For each line below that includes the word "host", make a copy.
BEGIN GIVEN RECORDS
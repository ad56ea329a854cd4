//! Append-only history of successfully forwarded messages.

use std::sync::RwLock;

use crate::message::McpMessage;

/// Capability interface over the message history, so a durable backend can
/// replace the in-memory one without touching router logic.
///
/// Appends must be serialized by the implementation: the returned length is
/// handed to callers as a `message_id` and has to be unique and strictly
/// increasing.
pub trait MessageLog: Send + Sync {
    /// Appends one confirmed delivery and returns the new length, which
    /// doubles as the message id.
    fn append(&self, message: McpMessage) -> usize;

    /// The full history in append order.
    fn snapshot(&self) -> Vec<McpMessage>;

    fn len(&self) -> usize;

    fn is_empty(&self) -> bool {
        self.len() == 0
    }
}

/// Process-lifetime log; never pruned, never mutated after append.
#[derive(Debug, Default)]
pub struct InMemoryLog {
    entries: RwLock<Vec<McpMessage>>,
}

impl InMemoryLog {
    pub fn new() -> Self {
        InMemoryLog::default()
    }
}

impl MessageLog for InMemoryLog {
    fn append(&self, message: McpMessage) -> usize {
        let mut entries = self.entries.write().unwrap();
        entries.push(message);
        entries.len()
    }

    fn snapshot(&self) -> Vec<McpMessage> {
        self.entries.read().unwrap().clone()
    }

    fn len(&self) -> usize {
        self.entries.read().unwrap().len()
    }
}
use std::io::Write;
use std::path::PathBuf;

use clap::Parser;
use mcp_router::config::RouterConfig;
use mcp_router::router_state::RouterState;
use mcp_router::server;

#[derive(Parser, Debug)]
#[command(name = "mcp-router")]
#[command(about = "MCP message router - validates, enriches and forwards inter-service messages")]
struct Cli {
    /// Path to the JSON configuration holding the service registry
    #[arg(long, default_value = "config.json")]
    config: PathBuf,

    /// Override the bind host from the configuration
    #[arg(long)]
    host: Option<String>,

    /// Override the bind port from the configuration
    #[arg(long)]
    port: Option<u16>,

    /// Log level
    #[arg(long, default_value = "info")]
    log_level: log::LevelFilter,
}

fn init_logging(level: log::LevelFilter) {
    env_logger::Builder::new()
        .format(|buf, record| {
            writeln!(
                buf,
                "{} - {} - {}",
                chrono::Local::now().format("%Y-%m-%d %H:%M:%S"),
                record.level(),
                record.args()
            )
        })
        .filter(None, level)
        .init();
}

fn main() -> anyhow::Result<()> {
    let cli = Cli::parse();
    init_logging(cli.log_level);

    let mut config = RouterConfig::load(&cli.config)?;
    if let Some(host) = cli.host {
        config.host = host;
    }
    if let Some(port) = cli.port {
        config.port = port;
    }
    let state = RouterState::new(&config)?;
    log::info!(
        "Loaded registry with {} services from {}",
        state.registry.len(),
        cli.config.display()
    );
    actix_web::rt::System::new().block_on(async move {
        if state.log_interval > 0 {
            tokio::spawn(server::periodic_logging(state.clone()));
        }
        server::startup(config, state).await
    })?;
    Ok(())
}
END GIVEN RECORDS
- _TASK SOLUTION_:
    /// Override the bind host from the configuration
    host: Option<String>,
    if let Some(host) = cli.host {
        config.host = host;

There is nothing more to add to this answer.